Support Questions

Find answers, ask questions, and share your expertise

How do I get my full path to load my hdfs file

avatar
Explorer

val df = sqlContext.read.format("com.databricks.spark.csv").option("header", "true").option("inferSchema", "true").load("/demo/dataset.csv")

This is my code.

I am writing a scala program and I could not load my file. The demo is the directory that is inside hadoop. And datset.csv is the file that contains data.

I am very new to Hortonworks so please kindly give a detailed answer for this.

19 REPLIES 19

avatar
Super Guru

As you can see the output of ls /demo , there is no dataset.csv in /demo folder. May be it is in /demo/data. Please check the correct path for the input csv file.

Can you please try running this command

su hdfs
hdfs dfs -ls -R /demo

avatar
Explorer

avatar
Master Mentor

@Aishwarya Sudhakar
Your demo directory in hdfs is empty, You will need to copy the
dataset.csv to HDFS in /demo

These are the steps to do :

Locate the dataset.csv in this example its in the /tmp onthe local node

As user hdfs

$ hdfs dfs -mkdir /demo

Copy the dataset.csv to hdfs

$ hdfs dfs  -put  /tmp/dataset.csv /demo

Make sure the user running the spark has the correct permissions else

Change the owner where xxx is the user running spark

$ hdfs dfs -chown   xxx:hdfs  /demo

Now run your spark

Hope that helps

avatar
Explorer

@Geoffrey Shelton Okot

may be but when i type this command i can see my data that is there in the file

 hadoop fs -cat demo/dataset.csv


avatar
Master Mentor

@Aishwarya Sudhakar

Yes to validate that the file you copied has the desired data. You forgot the / before demo

$ hdfs dfs -cat /demo/dataset.csv

Hope that helps

avatar
Explorer

@Geoffrey Shelton Okot

yes u are write. if i type the command u sent i could not able to view the file and it is coming like file does not exist.

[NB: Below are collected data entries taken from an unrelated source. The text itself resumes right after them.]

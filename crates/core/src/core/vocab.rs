//! Vocabulary storage and lookup.
//!
//! [`VocabularyList`] is what training produces: the learned words in
//! selection order with their log-probability scores. [`Vocabulary`] is the
//! id-addressable piece table of a finished model, meta pieces first, backed
//! by an `AHashMap` over `CompactString` keys for fast lookups.

use crate::config::TrainerConfig;
use crate::error::{Result, TokenizerError};
use ahash::AHashMap;
use compact_str::CompactString;
use serde::{Deserialize, Serialize};

/// A learned word and its log-probability score.
#[derive(Debug, Clone, PartialEq, Serialize, Deserialize)]
pub struct VocabularyEntry {
    /// Word string
    pub token: CompactString,
    /// `ln(frequency) - ln(total_frequency)`, never positive
    pub score: f64,
}

impl VocabularyEntry {
    /// Create a new entry.
    pub fn new(token: impl Into<CompactString>, score: f64) -> Self {
        Self {
            token: token.into(),
            score,
        }
    }
}

/// Learned words in selection order (descending frequency).
///
/// Built once by the selector and read-only afterwards.
#[derive(Debug, Clone, Default, PartialEq, Serialize, Deserialize)]
#[serde(transparent)]
pub struct VocabularyList {
    entries: Vec<VocabularyEntry>,
}

impl VocabularyList {
    /// Wrap entries that are already in selection order.
    pub fn new(entries: Vec<VocabularyEntry>) -> Self {
        Self { entries }
    }

    #[inline]
    pub fn len(&self) -> usize {
        self.entries.len()
    }

    #[inline]
    pub fn is_empty(&self) -> bool {
        self.entries.is_empty()
    }

    pub fn iter(&self) -> std::slice::Iter<'_, VocabularyEntry> {
        self.entries.iter()
    }

    pub fn as_slice(&self) -> &[VocabularyEntry] {
        &self.entries
    }

    /// Look up a learned word's score.
    pub fn score_of(&self, token: &str) -> Option<f64> {
        self.entries
            .iter()
            .find(|e| e.token == token)
            .map(|e| e.score)
    }
}

impl<'a> IntoIterator for &'a VocabularyList {
    type Item = &'a VocabularyEntry;
    type IntoIter = std::slice::Iter<'a, VocabularyEntry>;

    fn into_iter(self) -> Self::IntoIter {
        self.entries.iter()
    }
}

/// Role of a piece in the final model.
#[derive(Debug, Clone, Copy, PartialEq, Eq, Serialize, Deserialize)]
#[serde(rename_all = "snake_case")]
pub enum PieceKind {
    /// Learned from the corpus
    Normal,
    /// The unknown piece
    Unknown,
    /// Control symbol, never produced from text
    Control,
    /// User-defined symbol
    UserDefined,
}

/// One row of the model's piece table.
#[derive(Debug, Clone, PartialEq, Serialize, Deserialize)]
pub struct Piece {
    pub piece: CompactString,
    pub score: f64,
    pub kind: PieceKind,
}

/// IDs of the built-in meta pieces, cached for fast access.
#[derive(Debug, Clone, Copy, PartialEq, Eq, Serialize, Deserialize)]
pub struct SpecialTokens {
    /// Unknown piece ID
    pub unk: u32,
    /// Beginning of sequence piece ID
    pub bos: Option<u32>,
    /// End of sequence piece ID
    pub eos: Option<u32>,
}

/// Complete piece table of a trained word model.
#[derive(Debug, Clone)]
pub struct Vocabulary {
    /// ID -> piece
    pieces: Vec<Piece>,
    /// Piece string -> ID
    index: AHashMap<CompactString, u32>,
    /// Built-in meta piece IDs
    pub special: SpecialTokens,
}

impl Vocabulary {
    /// Assemble the model vocabulary from a training result.
    ///
    /// Layout: unk, bos, eos, control symbols, user-defined symbols, then the
    /// learned words in selection order. Meta pieces score 0.
    pub fn from_trained(config: &TrainerConfig, learned: &VocabularyList) -> Result<Self> {
        let mut pieces = Vec::with_capacity(config.meta_symbols_size() + learned.len());
        let meta = |piece: &str, kind| Piece {
            piece: CompactString::new(piece),
            score: 0.0,
            kind,
        };

        pieces.push(meta(config.unk_piece.as_str(), PieceKind::Unknown));
        pieces.push(meta(config.bos_piece.as_str(), PieceKind::Control));
        pieces.push(meta(config.eos_piece.as_str(), PieceKind::Control));
        for symbol in &config.control_symbols {
            pieces.push(meta(symbol.as_str(), PieceKind::Control));
        }
        for symbol in &config.user_defined_symbols {
            pieces.push(meta(symbol.as_str(), PieceKind::UserDefined));
        }
        for entry in learned {
            pieces.push(Piece {
                piece: entry.token.clone(),
                score: entry.score,
                kind: PieceKind::Normal,
            });
        }

        Self::from_pieces(pieces, &config.bos_piece, &config.eos_piece)
    }

    /// Rebuild a vocabulary from a stored piece table.
    ///
    /// Exactly one piece must be [`PieceKind::Unknown`] and piece strings
    /// must be unique.
    pub fn from_pieces(pieces: Vec<Piece>, bos_piece: &str, eos_piece: &str) -> Result<Self> {
        let mut index = AHashMap::with_capacity(pieces.len());
        let mut unk = None;

        for (id, piece) in pieces.iter().enumerate() {
            let id = u32::try_from(id).map_err(|_| {
                TokenizerError::Precondition(format!("more than {} pieces", u32::MAX))
            })?;
            if index.insert(piece.piece.clone(), id).is_some() {
                return Err(TokenizerError::Precondition(format!(
                    "piece {:?} is already defined",
                    piece.piece
                )));
            }
            if piece.kind == PieceKind::Unknown {
                if unk.is_some() {
                    return Err(TokenizerError::Precondition(
                        "more than one unknown piece".to_string(),
                    ));
                }
                unk = Some(id);
            }
        }

        let unk = unk.ok_or_else(|| {
            TokenizerError::Precondition("vocabulary has no unknown piece".to_string())
        })?;
        let special = SpecialTokens {
            unk,
            bos: index.get(bos_piece).copied(),
            eos: index.get(eos_piece).copied(),
        };

        Ok(Self {
            pieces,
            index,
            special,
        })
    }

    /// Get the ID for a piece string.
    #[inline]
    pub fn get_id(&self, piece: &str) -> Option<u32> {
        self.index.get(piece).copied()
    }

    /// Get the piece for an ID.
    #[inline]
    pub fn get_piece(&self, id: u32) -> Option<&Piece> {
        self.pieces.get(id as usize)
    }

    /// Get the piece string for an ID.
    #[inline]
    pub fn get_token(&self, id: u32) -> Option<&str> {
        self.get_piece(id).map(|p| p.piece.as_str())
    }

    #[inline]
    pub fn len(&self) -> usize {
        self.pieces.len()
    }

    #[inline]
    pub fn is_empty(&self) -> bool {
        self.pieces.is_empty()
    }

    /// Pieces in ID order.
    pub fn pieces(&self) -> &[Piece] {
        &self.pieces
    }
}
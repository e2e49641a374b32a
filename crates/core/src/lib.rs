//! Wordvocab-core - shared types for word-level vocabulary training
//!
//! This crate provides the configuration, data model and error types used by
//! the training pipeline, independent of how the corpus is read or the model
//! is stored.
//!
//! # Features
//!
//! - Trainer and normalizer configuration with validation
//! - Learned vocabulary list and the id-addressable model vocabulary
//! - Collaborator traits for corpus ingestion, word splitting and persistence
//! - Error handling with detailed diagnostics
//!
//! # Example
//!
//! ```rust
//! use wordvocab_core::TrainerConfig;
//!
//! let config = TrainerConfig::builder()
//!     .vocab_size(1_000)
//!     .control_symbol("<sep>")
//!     .build()?;
//!
//! // 1 control symbol plus unk, bos and eos
//! assert_eq!(config.target_size()?, 996);
//! # Ok::<(), wordvocab_core::TokenizerError>(())
//! ```

pub mod error;
pub use error::{Result, TokenizerError};

pub mod config;
pub use config::{
    InputFormat, ModelType, NormalizationForm, NormalizerConfig, TrainerConfig,
    TrainerConfigBuilder,
};

pub mod core;
pub use crate::core::{
    ModelWriter, Piece, PieceKind, SentenceEntry, SentenceSource, SpecialTokens, Vocabulary,
    VocabularyEntry, VocabularyList, WordSplit,
};
//! Corpus loading for training.
//!
//! Reads the configured input files line by line, normalizes every sentence
//! and stops once `input_sentence_size` sentences have been collected.

use crate::pre_tokenizer::Normalizer;
use std::fs::File;
use std::io::{BufRead, BufReader};
use std::path::{Path, PathBuf};
use wordvocab_core::{
    InputFormat, NormalizerConfig, Result, SentenceEntry, SentenceSource, TokenizerError,
    TrainerConfig,
};

/// Corpus loader - reads weighted sentences from disk.
#[derive(Debug, Clone)]
pub struct CorpusLoader {
    /// Files to read, in order
    inputs: Vec<PathBuf>,
    /// Line layout
    format: InputFormat,
    /// Sentence cap
    max_sentences: u64,
    /// Normalizer applied to every sentence
    normalizer: Normalizer,
}

impl CorpusLoader {
    /// Create a loader for the trainer's input files.
    pub fn new(trainer: &TrainerConfig, normalizer: &NormalizerConfig) -> Result<Self> {
        if trainer.input.is_empty() {
            return Err(TokenizerError::invalid_config(
                "input",
                "at least one corpus file is required",
            ));
        }
        Ok(Self {
            inputs: trainer.input.clone(),
            format: trainer.input_format,
            max_sentences: trainer.input_sentence_size,
            normalizer: Normalizer::new(normalizer.clone()),
        })
    }

    /// Read one file, appending to `out`.
    ///
    /// Returns `false` once the sentence cap is reached.
    fn read_file(&self, path: &Path, out: &mut Vec<SentenceEntry>) -> Result<bool> {
        let file = File::open(path).map_err(|e| TokenizerError::io(path, e))?;
        let reader = BufReader::new(file);
        let before = out.len();

        for (line_num, line) in reader.lines().enumerate() {
            if out.len() as u64 >= self.max_sentences {
                tracing::info!(
                    limit = self.max_sentences,
                    "Reached input_sentence_size, ignoring the rest of the corpus"
                );
                return Ok(false);
            }

            let line = line.map_err(|e| TokenizerError::io(path, e))?;
            let (text, weight) = match self.format {
                InputFormat::Text => (line.as_str(), 1),
                InputFormat::Tsv => parse_tsv_line(&line, path, line_num + 1)?,
            };

            let normalized = self.normalizer.normalize(text);
            if normalized.is_empty() {
                continue;
            }
            out.push(SentenceEntry::new(normalized, weight));
        }

        tracing::debug!(
            path = %path.display(),
            sentences = out.len() - before,
            "Loaded corpus file"
        );
        Ok(true)
    }
}

impl SentenceSource for CorpusLoader {
    fn load_sentences(&mut self) -> Result<Vec<SentenceEntry>> {
        let mut sentences = Vec::new();
        for path in &self.inputs {
            if !self.read_file(path, &mut sentences)? {
                break;
            }
        }
        Ok(sentences)
    }
}

/// Split `sentence<TAB>count`.
fn parse_tsv_line<'a>(line: &'a str, path: &Path, line_num: usize) -> Result<(&'a str, u64)> {
    let (text, count) = line.rsplit_once('\t').ok_or_else(|| {
        TokenizerError::Load(format!(
            "{}:{}: expected `sentence<TAB>count`",
            path.display(),
            line_num
        ))
    })?;
    let weight = count.trim().parse::<u64>().map_err(|e| {
        TokenizerError::Load(format!(
            "{}:{}: invalid count {:?}: {}",
            path.display(),
            line_num,
            count,
            e
        ))
    })?;
    Ok((text, weight))
}

#[cfg(test)]
mod tests {
    use super::*;

    fn write_corpus(name: &str, contents: &str) -> PathBuf {
        let dir = std::env::temp_dir().join("wordvocab_test_corpus");
        std::fs::create_dir_all(&dir).unwrap();
        let path = dir.join(name);
        std::fs::write(&path, contents).unwrap();
        path
    }

    fn config(inputs: &[&PathBuf], format: InputFormat) -> TrainerConfig {
        let mut builder = TrainerConfig::builder().input_format(format);
        for path in inputs {
            builder = builder.input(*path);
        }
        builder.build().unwrap()
    }

    #[test]
    fn test_text_format() {
        let path = write_corpus("text.txt", "hello world\n\n   \nhello\n");
        let mut loader =
            CorpusLoader::new(&config(&[&path], InputFormat::Text), &NormalizerConfig::default())
                .unwrap();

        let sentences = loader.load_sentences().unwrap();
        assert_eq!(
            sentences,
            vec![
                SentenceEntry::new("\u{2581}hello\u{2581}world", 1),
                SentenceEntry::new("\u{2581}hello", 1),
            ]
        );

        std::fs::remove_file(path).ok();
    }

    #[test]
    fn test_tsv_format() {
        let path = write_corpus("weighted.tsv", "a b a\t3\nb c\t1\n");
        let normalizer = NormalizerConfig {
            add_dummy_prefix: false,
            ..Default::default()
        };
        let mut loader =
            CorpusLoader::new(&config(&[&path], InputFormat::Tsv), &normalizer).unwrap();

        let sentences = loader.load_sentences().unwrap();
        assert_eq!(sentences.len(), 2);
        assert_eq!(sentences[0].weight, 3);
        assert_eq!(sentences[1], SentenceEntry::new("b\u{2581}c", 1));

        std::fs::remove_file(path).ok();
    }

    #[test]
    fn test_tsv_bad_count() {
        let path = write_corpus("bad.tsv", "fine\t2\nbroken\tmany\n");
        let mut loader = CorpusLoader::new(
            &config(&[&path], InputFormat::Tsv),
            &NormalizerConfig::default(),
        )
        .unwrap();

        let err = loader.load_sentences().unwrap_err();
        assert!(matches!(err, TokenizerError::Load(ref msg) if msg.contains(":2:")));

        std::fs::remove_file(path).ok();
    }

    #[test]
    fn test_sentence_cap_spans_files() {
        let lines: String = (0..80).map(|i| format!("line {i}\n")).collect();
        let first = write_corpus("cap_first.txt", &lines);
        let second = write_corpus("cap_second.txt", &lines);

        let mut trainer = config(&[&first, &second], InputFormat::Text);
        trainer.input_sentence_size = 100;
        let mut loader = CorpusLoader::new(&trainer, &NormalizerConfig::default()).unwrap();

        let sentences = loader.load_sentences().unwrap();
        assert_eq!(sentences.len(), 100);
        assert_eq!(sentences[99].text, "\u{2581}line\u{2581}19");

        std::fs::remove_file(first).ok();
        std::fs::remove_file(second).ok();
    }

    #[test]
    fn test_requires_input() {
        let err = CorpusLoader::new(&TrainerConfig::default(), &NormalizerConfig::default())
            .unwrap_err();
        assert!(matches!(err, TokenizerError::InvalidConfig { field: "input", .. }));
    }

    #[test]
    fn test_missing_file() {
        let missing = std::env::temp_dir().join("wordvocab_test_corpus/does_not_exist.txt");
        let mut loader = CorpusLoader::new(
            &config(&[&missing], InputFormat::Text),
            &NormalizerConfig::default(),
        )
        .unwrap();
        assert!(matches!(
            loader.load_sentences(),
            Err(TokenizerError::Io { .. })
        ));
    }
}
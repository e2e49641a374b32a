//! Word splitting for pre-tokenization.
//!
//! This module provides the word splitting strategies used before counting
//! or encoding: plain whitespace splitting, meta-space splitting for
//! escaped text, and regex-based separators.

use super::normalize::META_SPACE;
use regex::Regex;
use wordvocab_core::{Result, TokenizerError, WordSplit};

/// Splitting patterns.
#[derive(Debug, Clone)]
pub enum SplitPattern {
    /// Split on Unicode whitespace
    Whitespace,
    /// Start a new word at every `▁`, keeping it as the word's prefix
    MetaSpace,
    /// Split on matches of a separator regex
    Custom(Regex),
}

/// Word splitter for pre-tokenization.
#[derive(Debug, Clone)]
pub struct Splitter {
    /// Pattern to split on
    pattern: SplitPattern,
}

impl Splitter {
    /// Create a new splitter.
    pub fn new(pattern: SplitPattern) -> Self {
        Self { pattern }
    }

    /// Create a whitespace splitter.
    pub fn whitespace() -> Self {
        Self::new(SplitPattern::Whitespace)
    }

    /// Create a splitter for whitespace-escaped text.
    pub fn meta_space() -> Self {
        Self::new(SplitPattern::MetaSpace)
    }

    /// Create a splitter from a separator regex.
    pub fn custom(pattern: &str) -> Result<Self> {
        let re = Regex::new(pattern).map_err(|e| {
            TokenizerError::invalid_config("split_pattern", format!("{pattern:?}: {e}"))
        })?;
        Ok(Self::new(SplitPattern::Custom(re)))
    }

    /// Split text into words.
    pub fn split<'a>(&self, text: &'a str) -> Vec<&'a str> {
        match &self.pattern {
            SplitPattern::Whitespace => text.split_whitespace().collect(),
            SplitPattern::MetaSpace => split_meta_space(text),
            SplitPattern::Custom(re) => re.split(text).filter(|s| !s.is_empty()).collect(),
        }
    }
}

impl WordSplit for Splitter {
    fn split_into_words<'a>(&self, sentence: &'a str) -> Vec<&'a str> {
        self.split(sentence)
    }
}

impl Default for Splitter {
    fn default() -> Self {
        Self::meta_space()
    }
}

fn split_meta_space(text: &str) -> Vec<&str> {
    let mut words = Vec::new();
    let mut start = 0;
    for (i, ch) in text.char_indices() {
        if ch == META_SPACE && i > start {
            words.push(&text[start..i]);
            start = i;
        }
    }
    if start < text.len() {
        words.push(&text[start..]);
    }
    words
}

i am basic to spark now can you tell me what should i do now in detail please.

it will be very useful for my project.

avatar
Super Guru

@Aishwarya Sudhakar,

There is a difference between /demo/dataset.csv and demo/dataset.csv. The slash makes a difference. If -cat demo/dataset.csv gives you the file output, then you have to use the same path in spark scale code

Change your code like below

 val df = sqlContext.read.format("com.databricks.spark.csv").option("header", "true").option("inferSchema", "true").load("demo/dataset.csv")

.

Aditya

avatar
Explorer

@Aditya Sirna

@Geoffrey Shelton Okot

yes ok now can you tell me how i should change this command.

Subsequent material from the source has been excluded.